Comment on Pilaz, at al. Current Biology. 26(24): 3383-3392

Neurons and glia of the developing brain are produced from an elegant cell cell type called radial glia. These stem cells are fascinating not only because of their inherent multipotent nature, but also because of their unique bipolar morphology. Radial glia are polarized, with a cell body near the ventricle and extending from this a long basal process which forms endfeet at the top of the brain. This basal process can range in length from 50 microns to over 1000 microns long in human brains!  Although these basal structures are known to be essential for controlling neuron generation, very little is known about their molecular regulation.

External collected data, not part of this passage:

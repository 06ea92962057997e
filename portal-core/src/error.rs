//! Error types for portal operations

use crate::schema::RuleKind;
use thiserror::Error;

/// A single field value failing its synthesized rule.
#[derive(Debug, Clone, Error, PartialEq, Eq)]
pub enum ValidationError {
    #[error("Required field missing: {field}")]
    RequiredFieldMissing { field: String },

    #[error("Invalid value for {field}: expected {expected}, got {value}")]
    TypeMismatch {
        field: String,
        expected: RuleKind,
        value: String,
    },
}

impl ValidationError {
    /// Slug of the field this error belongs to.
    pub fn field(&self) -> &str {
        match self {
            Self::RequiredFieldMissing { field } | Self::TypeMismatch { field, .. } => field,
        }
    }
}

/// Every failing field of one validation pass, in descriptor order.
#[derive(Debug, Clone, Error, PartialEq, Eq)]
#[error("{} field(s) failed validation", .errors.len())]
pub struct ValidationErrors {
    pub errors: Vec<ValidationError>,
}

impl ValidationErrors {
    pub fn new(errors: Vec<ValidationError>) -> Self {
        Self { errors }
    }

    /// Errors reported for one field slug.
    pub fn for_field<'a>(&'a self, slug: &'a str) -> impl Iterator<Item = &'a ValidationError> + 'a {
        self.errors.iter().filter(move |err| err.field() == slug)
    }

    pub fn len(&self) -> usize {
        self.errors.len()
    }

    pub fn is_empty(&self) -> bool {
        self.errors.is_empty()
    }
}

/// A descriptor whose type tag has no known rule or widget.
#[derive(Debug, Clone, Error, PartialEq, Eq)]
#[error("unsupported field type: {type_name}")]
pub struct UnsupportedFieldType {
    pub slug: String,
    pub type_name: String,
}

/// Master error type for portal domain operations.
#[derive(Debug, Clone, Error, PartialEq, Eq)]
pub enum PortalError {
    #[error("Validation error: {0}")]
    Validation(#[from] ValidationErrors),

    #[error("Catalog not found: {slug}")]
    CatalogNotFound { slug: String },

    #[error("Service {service} not found in catalog {catalog}")]
    ServiceNotFound { catalog: String, service: String },

    #[error("No {what} selected")]
    NothingSelected { what: &'static str },
}

/// Result type alias for portal domain operations.
pub type PortalResult<T> = Result<T, PortalError>;
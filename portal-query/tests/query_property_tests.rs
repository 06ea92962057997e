//! Behavioral tests for the query cache: caching, de-duplication, key
//! isolation, invalidation, network mode and stale-while-revalidate.

use std::sync::Arc;
use std::time::Duration;

use portal_query::{
    FetchError, FetchResult, FetchStatus, QueryClient, QueryEvent, QueryFilter, QueryKey, QueryStatus,
    QueryStore, Resolution, StoreConfig, SwrView,
};
use portal_test_utils::assertions::{assert_resolved, assert_status_error, assert_suspended};
use portal_test_utils::generators::arb_params;
use portal_test_utils::ScriptedFetcher;
use proptest::prelude::*;
use tokio::sync::{broadcast, watch};

const RUNS: &str = "catalogs-{catalog}-runs";

type Selection = Option<String>;
type Runs = Vec<String>;

fn runs_client(
    store: QueryStore,
    fetcher: &Arc<ScriptedFetcher<Runs>>,
) -> (
    watch::Sender<Selection>,
    portal_query::QueryHandle<Selection, Selection, Runs>,
    portal_query::StatusHandle<Selection, Selection, Runs>,
) {
    let (tx, rx) = watch::channel(None);
    let client = QueryClient::new(store, rx);
    let fetcher = Arc::clone(fetcher);
    let (data, status) = client.create_query(
        RUNS,
        |selection: &Selection| selection.clone(),
        move |catalog: Selection| fetcher.fetch(catalog.unwrap_or_default()),
    );
    (tx, data, status)
}

fn runs_key(catalog: &str) -> QueryKey {
    QueryKey::new(RUNS, &Some(catalog)).unwrap()
}

fn runs(catalog: &str) -> Runs {
    vec![format!("{catalog}-run-1"), format!("{catalog}-run-2")]
}

async fn wait_until_idle(events: &mut broadcast::Receiver<QueryEvent>, key: &QueryKey) -> QueryEvent {
    tokio::time::timeout(Duration::from_secs(5), async {
        loop {
            let event = events.recv().await.unwrap();
            if &event.key == key && event.fetch_status == FetchStatus::Idle {
                return event;
            }
        }
    })
    .await
    .expect("query never settled")
}

#[tokio::test]
async fn test_first_read_suspends_then_serves_cache() {
    let fetcher = ScriptedFetcher::new();
    fetcher.respond("infra", Ok(runs("infra")));
    let (tx, data, status) = runs_client(QueryStore::default(), &fetcher);
    tx.send_replace(Some("infra".to_string()));

    assert_suspended(&data.try_read());
    assert_eq!(status.fetch_status(), FetchStatus::Fetching);

    let value = data.read().await.unwrap();
    assert_eq!(*value, runs("infra"));
    assert_eq!(status.fetch_status(), FetchStatus::Idle);

    for _ in 0..3 {
        let again = assert_resolved(data.try_read());
        assert!(Arc::ptr_eq(&value, &again));
    }
    assert_eq!(fetcher.calls(), 1);
}

#[tokio::test]
async fn test_keys_are_isolated() {
    let fetcher = ScriptedFetcher::new();
    fetcher.respond("infra", Ok(runs("infra")));
    fetcher.respond("data", Ok(runs("data")));
    fetcher.gate("infra");
    let store = QueryStore::default();
    let (tx, data, status) = runs_client(store.clone(), &fetcher);

    tx.send_replace(Some("infra".to_string()));
    assert_suspended(&data.try_read());

    tx.send_replace(Some("data".to_string()));
    assert_eq!(*data.read().await.unwrap(), runs("data"));
    assert_eq!(status.snapshot().status, QueryStatus::Success);

    let infra = store.status(&runs_key("infra"));
    assert_eq!(infra.status, QueryStatus::Pending);
    assert_eq!(infra.fetch_status, FetchStatus::Fetching);

    let mut events = store.subscribe();
    fetcher.release("infra");
    wait_until_idle(&mut events, &runs_key("infra")).await;
    let state = store.get_state::<Runs>(&runs_key("data")).unwrap().unwrap();
    assert_eq!(state.generation(), 1);
    assert_eq!(fetcher.calls_for("data"), 1);
}

#[tokio::test(flavor = "multi_thread", worker_threads = 4)]
async fn test_concurrent_reads_share_one_fetch() {
    let fetcher = ScriptedFetcher::new();
    fetcher.respond("infra", Ok(runs("infra")));
    fetcher.gate("infra");
    let (tx, data, _status) = runs_client(QueryStore::default(), &fetcher);
    tx.send_replace(Some("infra".to_string()));

    let readers: Vec<_> = (0..8)
        .map(|_| {
            let data = data.clone();
            tokio::spawn(async move { data.read().await })
        })
        .collect();
    tokio::time::sleep(Duration::from_millis(20)).await;
    fetcher.release("infra");

    for reader in futures_util::future::join_all(readers).await {
        assert_eq!(*reader.unwrap().unwrap(), runs("infra"));
    }
    assert_eq!(fetcher.calls(), 1);
}

#[tokio::test]
async fn test_selection_change_before_resolution() {
    let fetcher = ScriptedFetcher::new();
    fetcher.respond("infra", Ok(runs("infra")));
    fetcher.respond("data", Ok(runs("data")));
    fetcher.gate("infra");
    fetcher.gate("data");
    let store = QueryStore::default();
    let (tx, data, status) = runs_client(store.clone(), &fetcher);
    let view = SwrView::new(data.clone());
    let mut events = store.subscribe();

    tx.send_replace(Some("infra".to_string()));
    assert_suspended(&view.try_read());
    tx.send_replace(Some("data".to_string()));
    assert_suspended(&view.try_read());
    assert_eq!(status.fetch_status(), FetchStatus::Fetching);

    fetcher.release("infra");
    wait_until_idle(&mut events, &runs_key("infra")).await;
    // The abandoned key still settled; the current key is still in flight.
    assert_eq!(status.fetch_status(), FetchStatus::Fetching);
    assert_eq!(store.status(&runs_key("infra")).status, QueryStatus::Success);

    fetcher.release("data");
    assert_eq!(*view.read().await.unwrap(), runs("data"));
    assert_eq!(status.fetch_status(), FetchStatus::Idle);

    tx.send_replace(Some("infra".to_string()));
    assert_eq!(*assert_resolved(view.try_read()), runs("infra"));
    assert_eq!(fetcher.calls_for("infra"), 1);
}

#[tokio::test]
async fn test_swr_keeps_previous_value_while_next_key_loads() {
    let fetcher = ScriptedFetcher::new();
    fetcher.respond("infra", Ok(runs("infra")));
    fetcher.respond("data", Ok(runs("data")));
    let (tx, data, _status) = runs_client(QueryStore::default(), &fetcher);
    let view = SwrView::new(data);

    tx.send_replace(Some("infra".to_string()));
    assert_eq!(*view.read().await.unwrap(), runs("infra"));

    fetcher.gate("data");
    tx.send_replace(Some("data".to_string()));
    assert_eq!(*assert_resolved(view.try_read()), runs("infra"));
    assert!(view.is_revalidating());

    fetcher.release("data");
    assert_eq!(*view.handle().read().await.unwrap(), runs("data"));
    assert_eq!(*assert_resolved(view.try_read()), runs("data"));
    assert!(!view.is_revalidating());
}

#[tokio::test]
async fn test_invalidate_by_name_forces_refetch() {
    let fetcher = ScriptedFetcher::new();
    fetcher.respond("infra", Ok(runs("infra")));
    fetcher.respond("data", Ok(runs("data")));
    let store = QueryStore::default();
    let (tx, data, _status) = runs_client(store.clone(), &fetcher);

    for catalog in ["infra", "data"] {
        tx.send_replace(Some(catalog.to_string()));
        data.read().await.unwrap();
    }
    assert_eq!(fetcher.calls(), 2);

    assert_eq!(store.invalidate(&QueryFilter::name(RUNS)), 2);
    assert_eq!(store.invalidate(&QueryFilter::name("catalogs")), 0);
    assert!(data.try_read().is_suspended());
    data.read().await.unwrap();
    assert_eq!(fetcher.calls_for("data"), 2);
    assert_eq!(fetcher.calls_for("infra"), 1);

    let state = store.get_state::<Runs>(&runs_key("infra")).unwrap().unwrap();
    assert!(state.is_invalidated());
    assert_eq!(state.last_success().map(|v| v.len()), Some(2));
}

#[tokio::test]
async fn test_invalidate_by_params_filter() {
    let fetcher = ScriptedFetcher::new();
    fetcher.respond("infra", Ok(runs("infra")));
    fetcher.respond("data", Ok(runs("data")));
    let store = QueryStore::default();
    let (tx, data, _status) = runs_client(store.clone(), &fetcher);

    for catalog in ["infra", "data"] {
        tx.send_replace(Some(catalog.to_string()));
        data.read().await.unwrap();
    }

    let filter = QueryFilter::name(RUNS).with_params(&"infra").unwrap();
    assert_eq!(store.invalidate(&filter), 1);
    assert!(store
        .get_state::<Runs>(&runs_key("infra"))
        .unwrap()
        .unwrap()
        .is_invalidated());
    assert!(!store
        .get_state::<Runs>(&runs_key("data"))
        .unwrap()
        .unwrap()
        .is_invalidated());
}

#[tokio::test]
async fn test_invalidate_during_fetch_refetches_after() {
    let fetcher = ScriptedFetcher::new();
    fetcher.respond("infra", Ok(runs("infra")));
    fetcher.gate("infra");
    let store = QueryStore::default();
    let (tx, data, _status) = runs_client(store.clone(), &fetcher);
    tx.send_replace(Some("infra".to_string()));
    let mut events = store.subscribe();

    assert_suspended(&data.try_read());
    assert_eq!(store.invalidate(&QueryFilter::all()), 1);
    fetcher.release("infra");
    wait_until_idle(&mut events, &runs_key("infra")).await;

    assert_suspended(&data.try_read());
    data.read().await.unwrap();
    assert_eq!(fetcher.calls(), 2);
}

#[tokio::test]
async fn test_error_is_returned_until_invalidated() {
    let fetcher = ScriptedFetcher::new();
    fetcher.respond("infra", Ok(runs("infra")));
    let store = QueryStore::default();
    let (tx, data, status) = runs_client(store.clone(), &fetcher);
    tx.send_replace(Some("infra".to_string()));
    data.read().await.unwrap();

    fetcher.respond("infra", Err(FetchError::status(500, "backend down")));
    data.invalidate();
    let err = data.read().await.unwrap_err();
    assert_eq!(err, FetchError::status(500, "backend down"));
    assert_status_error(&data.try_read(), 500);
    assert_eq!(status.snapshot().status, QueryStatus::Error);
    assert_eq!(fetcher.calls(), 2);

    let view = SwrView::new(data.clone());
    assert!(matches!(view.try_read(), Resolution::Rejected(_)));
    assert_eq!(data.last_success().map(|v| v.len()), Some(2));

    fetcher.respond("infra", Ok(vec!["recovered".to_string()]));
    data.invalidate();
    assert_eq!(*data.read().await.unwrap(), vec!["recovered".to_string()]);
}

#[tokio::test]
async fn test_fetcher_panicking_synchronously_settles_as_error() {
    let (_tx, rx) = watch::channel(Some("infra".to_string()));
    let client = QueryClient::new(QueryStore::default(), rx);
    let (data, status) = client.create_query(
        RUNS,
        |selection: &Selection| selection.clone(),
        |_: Selection| -> futures_util::future::Ready<FetchResult<Runs>> {
            panic!("fetcher failed before returning")
        },
    );

    let err = tokio::time::timeout(Duration::from_secs(5), data.read())
        .await
        .expect("read never settled")
        .unwrap_err();
    assert!(matches!(err, FetchError::Panicked { ref name, .. } if name == RUNS));
    assert_eq!(status.fetch_status(), FetchStatus::Idle);
    assert_eq!(status.snapshot().status, QueryStatus::Error);
}

#[tokio::test]
async fn test_offline_fetch_is_paused() {
    let fetcher = ScriptedFetcher::new();
    fetcher.respond("infra", Ok(runs("infra")));
    let store = QueryStore::new(StoreConfig::new().with_online(false));
    let (tx, data, status) = runs_client(store.clone(), &fetcher);
    tx.send_replace(Some("infra".to_string()));

    assert_suspended(&data.try_read());
    assert_eq!(status.fetch_status(), FetchStatus::Paused);
    tokio::task::yield_now().await;
    assert_eq!(fetcher.calls(), 0);

    store.set_online(true);
    assert_eq!(*data.read().await.unwrap(), runs("infra"));
    assert_eq!(fetcher.calls(), 1);
}

#[tokio::test]
async fn test_events_follow_fetch_lifecycle() {
    let fetcher = ScriptedFetcher::new();
    fetcher.respond("infra", Ok(runs("infra")));
    let store = QueryStore::default();
    let (tx, data, _status) = runs_client(store.clone(), &fetcher);
    tx.send_replace(Some("infra".to_string()));
    let mut events = store.subscribe();

    data.read().await.unwrap();
    let started = events.recv().await.unwrap();
    assert_eq!(started.key, runs_key("infra"));
    assert_eq!(started.status, QueryStatus::Pending);
    assert_eq!(started.fetch_status, FetchStatus::Fetching);
    assert_eq!(started.generation, 1);

    let settled = events.recv().await.unwrap();
    assert_eq!(settled.status, QueryStatus::Success);
    assert_eq!(settled.fetch_status, FetchStatus::Idle);
    assert_eq!(settled.generation, 1);
}

proptest! {
    #[test]
    fn prop_key_equality_matches_param_equality(a in arb_params(), b in arb_params()) {
        let ka = QueryKey::from_value("q", a.clone());
        let kb = QueryKey::from_value("q", b.clone());
        prop_assert_eq!(ka == kb, a == b);
        prop_assert_eq!(ka.clone(), QueryKey::from_value("q", a.clone()));
        prop_assert_ne!(ka, QueryKey::from_value("other", a));
    }

    #[test]
    fn prop_completing_one_key_leaves_others_untouched(
        names in prop::collection::btree_set("[a-z]{1,6}", 2..5)
    ) {
        let runtime = tokio::runtime::Builder::new_current_thread()
            .enable_all()
            .build()
            .unwrap();
        runtime.block_on(async {
            let fetcher = ScriptedFetcher::new();
            for name in &names {
                fetcher.respond(name, Ok(runs(name)));
                fetcher.gate(name);
            }
            let store = QueryStore::default();
            let (tx, data, _status) = runs_client(store.clone(), &fetcher);
            for name in &names {
                tx.send_replace(Some(name.clone()));
                assert!(data.try_read().is_suspended());
            }

            let first = names.iter().next().unwrap();
            let mut events = store.subscribe();
            fetcher.release(first);
            wait_until_idle(&mut events, &runs_key(first)).await;

            for name in names.iter().skip(1) {
                let snapshot = store.status(&runs_key(name));
                assert_eq!(snapshot.status, QueryStatus::Pending);
                assert_eq!(snapshot.fetch_status, FetchStatus::Fetching);
            }
            assert_eq!(store.status(&runs_key(first)).status, QueryStatus::Success);
        });
    }
}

The beautiful morphology of radial glia, which are reminiscent of post-mitotic neurons with growing axons, inspired us to think about roles for mRNA localization in neural stem cells.  In post-mitotic neurons local translation is relevant for synaptic function, axon guidance and wound healing. But could RNA be transported with basal processes and locally translated in the distal structures of neural stem cells? This was a natural question for us to ask, given that a major focus of our lab is to understand how RNA regulation impacts neural stem cell function. A handful of studies, including recent studies from Osumi and colleagues¹, had identified several RNAs localized to endfeet. Yet it was unknown if neural stem cells contain a local, unique transcriptome. Moreover, it was mysterious whether these mRNAs reached endfeet by active or passive movements. We were excited to combine our interests in RNA biology with knowledge of live imaging and brain development to investigate these questions. In doing so we were faced with three major challenges.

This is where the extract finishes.